Supplied records Block Start
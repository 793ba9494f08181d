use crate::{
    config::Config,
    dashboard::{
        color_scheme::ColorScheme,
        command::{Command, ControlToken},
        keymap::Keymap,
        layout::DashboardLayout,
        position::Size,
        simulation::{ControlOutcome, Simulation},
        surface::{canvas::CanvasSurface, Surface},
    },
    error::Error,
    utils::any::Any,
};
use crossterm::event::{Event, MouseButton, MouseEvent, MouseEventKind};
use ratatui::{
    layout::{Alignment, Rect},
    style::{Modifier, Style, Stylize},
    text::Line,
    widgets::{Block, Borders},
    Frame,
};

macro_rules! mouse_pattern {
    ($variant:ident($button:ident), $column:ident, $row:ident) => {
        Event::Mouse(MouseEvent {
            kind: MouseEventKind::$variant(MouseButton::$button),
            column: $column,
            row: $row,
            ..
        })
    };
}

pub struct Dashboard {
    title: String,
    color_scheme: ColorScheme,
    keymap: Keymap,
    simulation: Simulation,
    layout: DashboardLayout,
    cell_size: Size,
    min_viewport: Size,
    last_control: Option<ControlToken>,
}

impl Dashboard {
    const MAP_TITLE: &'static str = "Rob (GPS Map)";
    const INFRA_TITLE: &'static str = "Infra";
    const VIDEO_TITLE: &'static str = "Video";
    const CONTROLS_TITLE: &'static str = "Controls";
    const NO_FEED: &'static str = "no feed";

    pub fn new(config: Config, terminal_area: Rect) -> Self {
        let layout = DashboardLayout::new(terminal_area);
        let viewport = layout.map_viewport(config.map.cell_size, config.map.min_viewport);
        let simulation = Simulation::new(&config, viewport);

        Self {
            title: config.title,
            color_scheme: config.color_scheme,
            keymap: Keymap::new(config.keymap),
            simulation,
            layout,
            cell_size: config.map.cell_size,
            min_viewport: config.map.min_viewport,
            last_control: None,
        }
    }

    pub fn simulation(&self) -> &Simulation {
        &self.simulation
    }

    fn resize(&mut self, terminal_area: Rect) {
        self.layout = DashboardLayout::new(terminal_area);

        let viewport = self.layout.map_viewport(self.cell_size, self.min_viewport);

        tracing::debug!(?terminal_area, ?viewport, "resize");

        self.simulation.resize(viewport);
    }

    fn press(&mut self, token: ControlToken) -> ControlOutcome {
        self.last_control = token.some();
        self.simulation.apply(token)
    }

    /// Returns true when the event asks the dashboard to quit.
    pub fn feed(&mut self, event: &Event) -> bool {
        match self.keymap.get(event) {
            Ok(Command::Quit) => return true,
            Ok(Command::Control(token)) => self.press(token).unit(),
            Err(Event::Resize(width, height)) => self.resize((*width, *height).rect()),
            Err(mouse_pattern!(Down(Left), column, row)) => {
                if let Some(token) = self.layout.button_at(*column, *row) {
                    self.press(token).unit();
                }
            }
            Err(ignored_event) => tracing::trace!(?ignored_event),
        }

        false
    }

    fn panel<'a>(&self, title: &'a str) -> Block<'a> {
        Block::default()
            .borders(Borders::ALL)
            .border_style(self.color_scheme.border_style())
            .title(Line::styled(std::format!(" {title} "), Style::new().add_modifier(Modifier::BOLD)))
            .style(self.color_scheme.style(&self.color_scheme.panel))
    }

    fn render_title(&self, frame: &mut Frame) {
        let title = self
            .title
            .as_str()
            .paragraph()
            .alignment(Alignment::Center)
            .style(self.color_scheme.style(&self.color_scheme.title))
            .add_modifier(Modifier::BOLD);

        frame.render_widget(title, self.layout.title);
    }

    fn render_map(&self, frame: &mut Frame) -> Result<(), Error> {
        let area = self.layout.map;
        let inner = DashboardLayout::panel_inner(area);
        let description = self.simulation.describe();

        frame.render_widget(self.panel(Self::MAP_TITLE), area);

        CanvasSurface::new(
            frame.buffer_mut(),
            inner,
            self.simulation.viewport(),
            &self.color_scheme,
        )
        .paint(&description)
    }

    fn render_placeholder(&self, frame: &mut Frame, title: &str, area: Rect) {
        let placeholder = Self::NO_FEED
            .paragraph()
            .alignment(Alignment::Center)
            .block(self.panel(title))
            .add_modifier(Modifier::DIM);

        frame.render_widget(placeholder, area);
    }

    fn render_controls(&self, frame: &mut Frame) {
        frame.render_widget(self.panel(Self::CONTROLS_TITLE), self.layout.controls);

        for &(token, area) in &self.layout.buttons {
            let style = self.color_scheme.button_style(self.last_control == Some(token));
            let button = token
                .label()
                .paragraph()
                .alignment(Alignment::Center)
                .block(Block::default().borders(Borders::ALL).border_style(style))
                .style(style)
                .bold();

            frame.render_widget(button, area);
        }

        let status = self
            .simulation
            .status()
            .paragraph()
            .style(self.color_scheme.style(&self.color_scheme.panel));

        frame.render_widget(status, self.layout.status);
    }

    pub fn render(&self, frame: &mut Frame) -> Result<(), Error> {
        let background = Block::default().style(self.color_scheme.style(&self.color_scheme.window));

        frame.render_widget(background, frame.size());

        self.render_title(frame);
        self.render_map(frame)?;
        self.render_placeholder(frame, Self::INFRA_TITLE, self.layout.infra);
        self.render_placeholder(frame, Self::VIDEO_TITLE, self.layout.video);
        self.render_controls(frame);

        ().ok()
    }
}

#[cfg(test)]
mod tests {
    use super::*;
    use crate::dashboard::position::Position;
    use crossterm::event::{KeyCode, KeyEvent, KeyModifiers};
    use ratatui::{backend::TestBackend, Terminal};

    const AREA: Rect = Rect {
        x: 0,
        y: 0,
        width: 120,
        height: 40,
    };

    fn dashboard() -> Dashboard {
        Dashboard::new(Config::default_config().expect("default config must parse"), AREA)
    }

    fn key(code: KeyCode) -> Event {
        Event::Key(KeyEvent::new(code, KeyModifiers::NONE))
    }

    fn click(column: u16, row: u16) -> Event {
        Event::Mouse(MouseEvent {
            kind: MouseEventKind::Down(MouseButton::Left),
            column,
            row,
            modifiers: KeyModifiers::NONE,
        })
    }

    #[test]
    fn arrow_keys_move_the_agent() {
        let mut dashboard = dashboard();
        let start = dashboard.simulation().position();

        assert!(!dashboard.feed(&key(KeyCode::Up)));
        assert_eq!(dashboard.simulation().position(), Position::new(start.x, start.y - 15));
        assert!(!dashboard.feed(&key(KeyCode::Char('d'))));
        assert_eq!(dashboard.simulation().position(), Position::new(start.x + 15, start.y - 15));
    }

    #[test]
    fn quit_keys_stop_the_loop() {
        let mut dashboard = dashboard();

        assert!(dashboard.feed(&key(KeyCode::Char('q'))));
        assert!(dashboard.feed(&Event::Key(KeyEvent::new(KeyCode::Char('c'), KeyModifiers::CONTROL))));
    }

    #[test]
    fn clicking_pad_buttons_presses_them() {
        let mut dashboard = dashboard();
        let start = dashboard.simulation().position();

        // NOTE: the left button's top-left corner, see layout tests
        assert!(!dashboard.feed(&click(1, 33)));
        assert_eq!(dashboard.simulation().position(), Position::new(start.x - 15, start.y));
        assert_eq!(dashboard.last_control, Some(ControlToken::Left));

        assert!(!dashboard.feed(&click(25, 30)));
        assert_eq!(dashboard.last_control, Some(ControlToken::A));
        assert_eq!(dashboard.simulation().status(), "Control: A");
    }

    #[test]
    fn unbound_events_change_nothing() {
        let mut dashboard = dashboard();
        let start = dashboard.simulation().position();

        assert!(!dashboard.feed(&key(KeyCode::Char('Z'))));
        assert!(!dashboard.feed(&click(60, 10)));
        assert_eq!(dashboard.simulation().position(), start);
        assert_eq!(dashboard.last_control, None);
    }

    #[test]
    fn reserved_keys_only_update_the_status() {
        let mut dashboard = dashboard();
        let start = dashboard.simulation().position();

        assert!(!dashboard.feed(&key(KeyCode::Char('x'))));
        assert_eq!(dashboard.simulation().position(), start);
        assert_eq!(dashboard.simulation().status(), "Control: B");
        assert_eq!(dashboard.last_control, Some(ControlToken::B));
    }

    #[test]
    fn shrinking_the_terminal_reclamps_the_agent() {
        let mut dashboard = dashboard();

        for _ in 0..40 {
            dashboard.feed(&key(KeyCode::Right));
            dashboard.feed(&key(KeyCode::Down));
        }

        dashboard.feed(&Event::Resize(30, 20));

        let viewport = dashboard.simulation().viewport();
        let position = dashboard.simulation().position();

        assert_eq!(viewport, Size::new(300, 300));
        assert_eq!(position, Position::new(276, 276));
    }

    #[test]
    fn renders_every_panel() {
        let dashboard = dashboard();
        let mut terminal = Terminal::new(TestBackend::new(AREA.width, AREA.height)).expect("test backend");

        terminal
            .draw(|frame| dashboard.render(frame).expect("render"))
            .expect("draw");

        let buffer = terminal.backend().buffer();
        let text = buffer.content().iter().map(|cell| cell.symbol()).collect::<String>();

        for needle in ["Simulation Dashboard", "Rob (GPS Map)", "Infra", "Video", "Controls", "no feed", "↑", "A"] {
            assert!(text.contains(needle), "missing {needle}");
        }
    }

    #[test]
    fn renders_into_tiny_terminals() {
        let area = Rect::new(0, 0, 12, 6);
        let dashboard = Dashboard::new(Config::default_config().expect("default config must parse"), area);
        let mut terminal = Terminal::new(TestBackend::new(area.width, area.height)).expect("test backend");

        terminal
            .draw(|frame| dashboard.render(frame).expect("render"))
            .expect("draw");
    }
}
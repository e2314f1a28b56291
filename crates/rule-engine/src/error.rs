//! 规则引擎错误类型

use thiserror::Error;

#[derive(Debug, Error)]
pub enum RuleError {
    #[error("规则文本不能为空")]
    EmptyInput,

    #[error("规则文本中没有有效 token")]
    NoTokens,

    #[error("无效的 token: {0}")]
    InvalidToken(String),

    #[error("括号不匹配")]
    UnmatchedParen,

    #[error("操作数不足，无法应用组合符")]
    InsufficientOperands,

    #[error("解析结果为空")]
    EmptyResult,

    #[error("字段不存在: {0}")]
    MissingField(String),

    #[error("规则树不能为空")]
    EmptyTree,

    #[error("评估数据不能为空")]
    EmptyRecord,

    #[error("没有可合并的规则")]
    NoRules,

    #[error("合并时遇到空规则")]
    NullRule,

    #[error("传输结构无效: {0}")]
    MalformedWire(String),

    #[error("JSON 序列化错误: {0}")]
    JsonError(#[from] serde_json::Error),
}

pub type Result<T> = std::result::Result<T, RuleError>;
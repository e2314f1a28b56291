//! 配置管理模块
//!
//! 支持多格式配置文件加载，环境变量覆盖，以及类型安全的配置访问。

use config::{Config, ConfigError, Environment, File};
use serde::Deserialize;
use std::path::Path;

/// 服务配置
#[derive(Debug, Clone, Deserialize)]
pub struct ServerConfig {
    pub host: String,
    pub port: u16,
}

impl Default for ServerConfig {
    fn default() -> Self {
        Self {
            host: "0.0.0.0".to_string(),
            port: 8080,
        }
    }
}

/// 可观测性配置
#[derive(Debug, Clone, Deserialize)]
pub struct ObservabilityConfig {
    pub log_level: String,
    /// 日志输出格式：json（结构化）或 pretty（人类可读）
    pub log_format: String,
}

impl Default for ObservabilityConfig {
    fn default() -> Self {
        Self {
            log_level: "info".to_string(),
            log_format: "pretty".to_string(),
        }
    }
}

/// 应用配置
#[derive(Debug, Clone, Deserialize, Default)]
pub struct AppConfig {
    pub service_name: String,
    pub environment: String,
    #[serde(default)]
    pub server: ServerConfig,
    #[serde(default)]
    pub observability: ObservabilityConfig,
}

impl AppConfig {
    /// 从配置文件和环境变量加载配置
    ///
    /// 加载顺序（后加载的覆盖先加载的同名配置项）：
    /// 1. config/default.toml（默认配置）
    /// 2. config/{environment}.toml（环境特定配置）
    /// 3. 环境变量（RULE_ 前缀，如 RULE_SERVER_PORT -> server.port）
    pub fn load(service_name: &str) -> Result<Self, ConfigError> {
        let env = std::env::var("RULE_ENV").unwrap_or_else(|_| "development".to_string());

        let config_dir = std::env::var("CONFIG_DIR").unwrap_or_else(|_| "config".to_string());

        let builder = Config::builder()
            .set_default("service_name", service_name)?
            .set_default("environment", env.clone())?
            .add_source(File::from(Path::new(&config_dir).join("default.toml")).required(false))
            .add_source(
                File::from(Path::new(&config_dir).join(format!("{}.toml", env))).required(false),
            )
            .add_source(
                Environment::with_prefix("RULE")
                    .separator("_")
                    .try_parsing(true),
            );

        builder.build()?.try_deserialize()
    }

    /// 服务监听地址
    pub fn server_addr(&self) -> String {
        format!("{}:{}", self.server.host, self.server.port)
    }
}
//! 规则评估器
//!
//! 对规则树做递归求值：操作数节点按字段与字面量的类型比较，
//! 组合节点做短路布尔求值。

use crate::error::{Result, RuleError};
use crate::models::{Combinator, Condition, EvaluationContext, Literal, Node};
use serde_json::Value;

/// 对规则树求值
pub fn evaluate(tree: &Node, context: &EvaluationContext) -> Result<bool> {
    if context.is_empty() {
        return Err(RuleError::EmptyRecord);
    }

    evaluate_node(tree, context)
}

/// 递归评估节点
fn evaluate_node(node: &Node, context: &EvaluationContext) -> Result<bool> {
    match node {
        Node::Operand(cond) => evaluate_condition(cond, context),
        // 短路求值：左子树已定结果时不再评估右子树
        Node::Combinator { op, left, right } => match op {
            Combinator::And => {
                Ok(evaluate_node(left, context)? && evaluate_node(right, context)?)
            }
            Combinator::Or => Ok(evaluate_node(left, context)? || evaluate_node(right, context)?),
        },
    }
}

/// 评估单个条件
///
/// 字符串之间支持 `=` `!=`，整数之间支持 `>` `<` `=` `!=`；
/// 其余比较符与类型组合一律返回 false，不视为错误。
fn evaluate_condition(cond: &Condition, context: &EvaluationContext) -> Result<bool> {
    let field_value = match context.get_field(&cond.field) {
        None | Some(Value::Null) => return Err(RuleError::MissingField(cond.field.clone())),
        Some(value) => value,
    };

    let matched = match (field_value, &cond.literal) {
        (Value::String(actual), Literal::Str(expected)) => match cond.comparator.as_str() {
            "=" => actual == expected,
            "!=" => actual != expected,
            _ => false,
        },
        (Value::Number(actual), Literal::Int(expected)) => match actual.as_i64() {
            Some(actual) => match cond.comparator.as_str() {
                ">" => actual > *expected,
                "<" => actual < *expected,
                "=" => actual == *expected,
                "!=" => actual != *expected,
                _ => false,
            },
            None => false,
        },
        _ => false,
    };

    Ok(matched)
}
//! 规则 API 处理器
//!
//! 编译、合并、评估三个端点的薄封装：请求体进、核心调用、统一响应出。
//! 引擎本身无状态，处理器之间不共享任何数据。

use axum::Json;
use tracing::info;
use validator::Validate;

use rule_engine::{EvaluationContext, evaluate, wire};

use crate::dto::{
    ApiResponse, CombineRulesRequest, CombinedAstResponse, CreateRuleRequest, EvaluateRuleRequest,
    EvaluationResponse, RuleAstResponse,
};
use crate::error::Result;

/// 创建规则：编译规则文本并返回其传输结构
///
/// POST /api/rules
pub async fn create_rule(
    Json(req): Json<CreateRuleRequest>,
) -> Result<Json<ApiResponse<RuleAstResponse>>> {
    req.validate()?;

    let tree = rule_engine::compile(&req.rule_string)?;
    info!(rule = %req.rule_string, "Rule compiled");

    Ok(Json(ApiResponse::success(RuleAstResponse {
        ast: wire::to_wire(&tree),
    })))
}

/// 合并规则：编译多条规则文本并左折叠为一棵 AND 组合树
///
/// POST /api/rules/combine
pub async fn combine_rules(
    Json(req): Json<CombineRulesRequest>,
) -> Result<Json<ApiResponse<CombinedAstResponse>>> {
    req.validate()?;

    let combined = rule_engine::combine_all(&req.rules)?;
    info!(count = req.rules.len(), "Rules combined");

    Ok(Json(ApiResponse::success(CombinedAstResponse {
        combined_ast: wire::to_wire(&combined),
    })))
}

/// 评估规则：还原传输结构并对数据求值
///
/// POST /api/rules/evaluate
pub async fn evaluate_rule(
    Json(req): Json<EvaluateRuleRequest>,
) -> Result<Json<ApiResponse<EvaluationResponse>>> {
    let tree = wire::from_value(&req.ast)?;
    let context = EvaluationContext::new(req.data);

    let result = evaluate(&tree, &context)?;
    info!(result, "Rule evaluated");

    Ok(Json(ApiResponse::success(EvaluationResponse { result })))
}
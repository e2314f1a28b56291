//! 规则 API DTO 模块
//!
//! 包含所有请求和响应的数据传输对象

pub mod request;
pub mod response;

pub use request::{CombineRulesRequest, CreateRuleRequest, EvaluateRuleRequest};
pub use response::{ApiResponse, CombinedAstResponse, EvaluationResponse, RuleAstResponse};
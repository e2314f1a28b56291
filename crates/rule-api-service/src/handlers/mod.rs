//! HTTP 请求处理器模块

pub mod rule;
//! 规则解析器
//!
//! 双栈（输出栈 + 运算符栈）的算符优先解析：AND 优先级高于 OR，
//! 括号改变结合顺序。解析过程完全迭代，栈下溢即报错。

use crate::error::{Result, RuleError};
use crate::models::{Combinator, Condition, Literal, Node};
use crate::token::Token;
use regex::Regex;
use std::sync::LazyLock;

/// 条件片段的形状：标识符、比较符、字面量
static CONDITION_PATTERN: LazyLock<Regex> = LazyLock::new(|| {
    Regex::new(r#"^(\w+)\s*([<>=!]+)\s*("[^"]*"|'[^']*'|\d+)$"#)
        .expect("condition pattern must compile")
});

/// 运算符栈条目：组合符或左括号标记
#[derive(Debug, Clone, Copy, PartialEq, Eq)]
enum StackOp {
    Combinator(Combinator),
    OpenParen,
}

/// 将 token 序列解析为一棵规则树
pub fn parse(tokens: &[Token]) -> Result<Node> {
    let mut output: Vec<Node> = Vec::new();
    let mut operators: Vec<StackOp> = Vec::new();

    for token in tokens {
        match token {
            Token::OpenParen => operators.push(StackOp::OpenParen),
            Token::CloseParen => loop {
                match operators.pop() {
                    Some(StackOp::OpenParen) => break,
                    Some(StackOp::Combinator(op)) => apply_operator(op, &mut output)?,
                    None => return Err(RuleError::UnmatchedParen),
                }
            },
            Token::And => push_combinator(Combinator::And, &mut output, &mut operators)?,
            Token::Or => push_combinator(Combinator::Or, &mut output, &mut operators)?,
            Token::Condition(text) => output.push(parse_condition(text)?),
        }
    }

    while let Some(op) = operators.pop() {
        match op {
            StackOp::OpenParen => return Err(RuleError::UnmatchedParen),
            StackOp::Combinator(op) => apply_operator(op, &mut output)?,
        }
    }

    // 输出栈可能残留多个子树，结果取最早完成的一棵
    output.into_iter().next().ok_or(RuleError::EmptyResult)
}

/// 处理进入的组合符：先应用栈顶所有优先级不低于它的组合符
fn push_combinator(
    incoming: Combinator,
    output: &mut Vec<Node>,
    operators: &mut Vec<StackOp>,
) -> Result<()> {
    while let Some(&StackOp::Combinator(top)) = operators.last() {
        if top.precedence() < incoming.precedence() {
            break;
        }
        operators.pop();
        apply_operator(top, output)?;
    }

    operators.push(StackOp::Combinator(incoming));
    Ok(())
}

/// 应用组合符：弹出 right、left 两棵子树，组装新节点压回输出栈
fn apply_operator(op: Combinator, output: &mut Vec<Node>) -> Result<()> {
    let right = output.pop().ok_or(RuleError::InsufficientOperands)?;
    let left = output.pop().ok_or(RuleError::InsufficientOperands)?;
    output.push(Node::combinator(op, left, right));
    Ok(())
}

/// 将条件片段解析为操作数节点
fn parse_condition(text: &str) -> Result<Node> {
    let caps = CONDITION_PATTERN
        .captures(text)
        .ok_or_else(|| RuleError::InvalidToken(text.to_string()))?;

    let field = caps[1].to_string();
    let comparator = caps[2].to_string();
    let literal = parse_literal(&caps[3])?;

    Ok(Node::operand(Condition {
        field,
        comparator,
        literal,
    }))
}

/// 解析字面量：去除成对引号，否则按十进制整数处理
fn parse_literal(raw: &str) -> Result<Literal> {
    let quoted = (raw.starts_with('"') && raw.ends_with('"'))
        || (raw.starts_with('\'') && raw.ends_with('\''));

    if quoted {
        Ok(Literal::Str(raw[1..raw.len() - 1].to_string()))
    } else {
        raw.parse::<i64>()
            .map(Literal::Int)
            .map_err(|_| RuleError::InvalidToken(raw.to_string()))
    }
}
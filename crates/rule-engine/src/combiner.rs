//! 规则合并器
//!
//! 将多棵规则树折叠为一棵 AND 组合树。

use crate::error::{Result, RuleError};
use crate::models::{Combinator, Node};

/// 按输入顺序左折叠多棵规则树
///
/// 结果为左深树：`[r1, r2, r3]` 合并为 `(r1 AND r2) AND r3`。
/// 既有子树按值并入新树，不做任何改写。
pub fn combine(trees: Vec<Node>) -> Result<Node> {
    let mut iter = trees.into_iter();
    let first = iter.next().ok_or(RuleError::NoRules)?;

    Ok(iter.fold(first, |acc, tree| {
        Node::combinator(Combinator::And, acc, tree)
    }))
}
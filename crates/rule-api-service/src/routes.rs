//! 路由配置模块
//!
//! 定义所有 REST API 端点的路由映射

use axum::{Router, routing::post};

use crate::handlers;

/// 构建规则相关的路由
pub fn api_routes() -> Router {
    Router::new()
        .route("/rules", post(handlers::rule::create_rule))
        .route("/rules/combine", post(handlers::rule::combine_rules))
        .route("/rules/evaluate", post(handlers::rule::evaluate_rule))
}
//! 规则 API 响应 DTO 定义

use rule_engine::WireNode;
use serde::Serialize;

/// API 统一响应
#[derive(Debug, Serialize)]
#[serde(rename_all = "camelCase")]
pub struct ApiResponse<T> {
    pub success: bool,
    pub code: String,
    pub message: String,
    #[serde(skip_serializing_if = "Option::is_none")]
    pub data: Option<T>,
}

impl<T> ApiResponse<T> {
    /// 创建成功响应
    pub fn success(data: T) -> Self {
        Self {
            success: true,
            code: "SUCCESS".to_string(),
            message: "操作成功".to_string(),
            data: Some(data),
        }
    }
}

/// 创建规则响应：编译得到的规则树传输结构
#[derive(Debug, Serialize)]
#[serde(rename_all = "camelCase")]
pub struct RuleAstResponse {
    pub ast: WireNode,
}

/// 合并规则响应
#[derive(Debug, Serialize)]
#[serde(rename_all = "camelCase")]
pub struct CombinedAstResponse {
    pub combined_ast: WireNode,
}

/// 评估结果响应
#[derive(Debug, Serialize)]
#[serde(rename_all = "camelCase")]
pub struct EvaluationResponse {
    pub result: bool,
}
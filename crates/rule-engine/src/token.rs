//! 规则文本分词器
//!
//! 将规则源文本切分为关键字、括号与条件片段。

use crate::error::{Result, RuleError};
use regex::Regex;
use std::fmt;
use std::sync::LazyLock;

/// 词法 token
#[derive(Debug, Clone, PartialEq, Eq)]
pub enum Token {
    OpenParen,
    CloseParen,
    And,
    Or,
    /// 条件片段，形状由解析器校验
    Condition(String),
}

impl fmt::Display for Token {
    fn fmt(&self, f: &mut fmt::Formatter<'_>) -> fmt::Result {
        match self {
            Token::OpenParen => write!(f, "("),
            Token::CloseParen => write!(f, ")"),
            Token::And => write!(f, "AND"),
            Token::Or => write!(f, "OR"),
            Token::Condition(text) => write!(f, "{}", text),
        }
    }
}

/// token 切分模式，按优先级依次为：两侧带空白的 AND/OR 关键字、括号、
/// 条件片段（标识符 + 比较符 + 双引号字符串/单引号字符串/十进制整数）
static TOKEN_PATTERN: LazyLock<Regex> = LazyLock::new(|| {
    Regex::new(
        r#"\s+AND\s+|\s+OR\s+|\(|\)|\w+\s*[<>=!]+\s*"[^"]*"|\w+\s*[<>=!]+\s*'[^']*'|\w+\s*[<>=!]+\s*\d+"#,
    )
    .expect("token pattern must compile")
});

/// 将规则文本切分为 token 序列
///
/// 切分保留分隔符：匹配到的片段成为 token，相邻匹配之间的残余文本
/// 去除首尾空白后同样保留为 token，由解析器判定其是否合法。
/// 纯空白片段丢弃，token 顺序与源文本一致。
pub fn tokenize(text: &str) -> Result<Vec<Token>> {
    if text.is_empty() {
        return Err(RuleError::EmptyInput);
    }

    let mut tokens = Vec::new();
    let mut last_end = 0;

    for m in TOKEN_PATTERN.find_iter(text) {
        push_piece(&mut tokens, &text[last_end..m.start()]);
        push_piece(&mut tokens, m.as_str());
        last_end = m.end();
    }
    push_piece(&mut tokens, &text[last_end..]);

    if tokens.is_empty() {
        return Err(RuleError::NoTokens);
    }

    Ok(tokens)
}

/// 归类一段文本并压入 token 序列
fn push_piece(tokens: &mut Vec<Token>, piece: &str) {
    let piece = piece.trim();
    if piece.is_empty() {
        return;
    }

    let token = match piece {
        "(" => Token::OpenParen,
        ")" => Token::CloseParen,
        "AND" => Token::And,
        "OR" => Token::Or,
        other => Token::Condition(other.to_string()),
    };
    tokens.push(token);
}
Supplied records Block End
**Task brief:** Go through the records above and copy every line with the word "pretty".

**Reply:**
    /// 日志输出格式：json（结构化）或 pretty（人类可读）
            log_format: "pretty".to_string(),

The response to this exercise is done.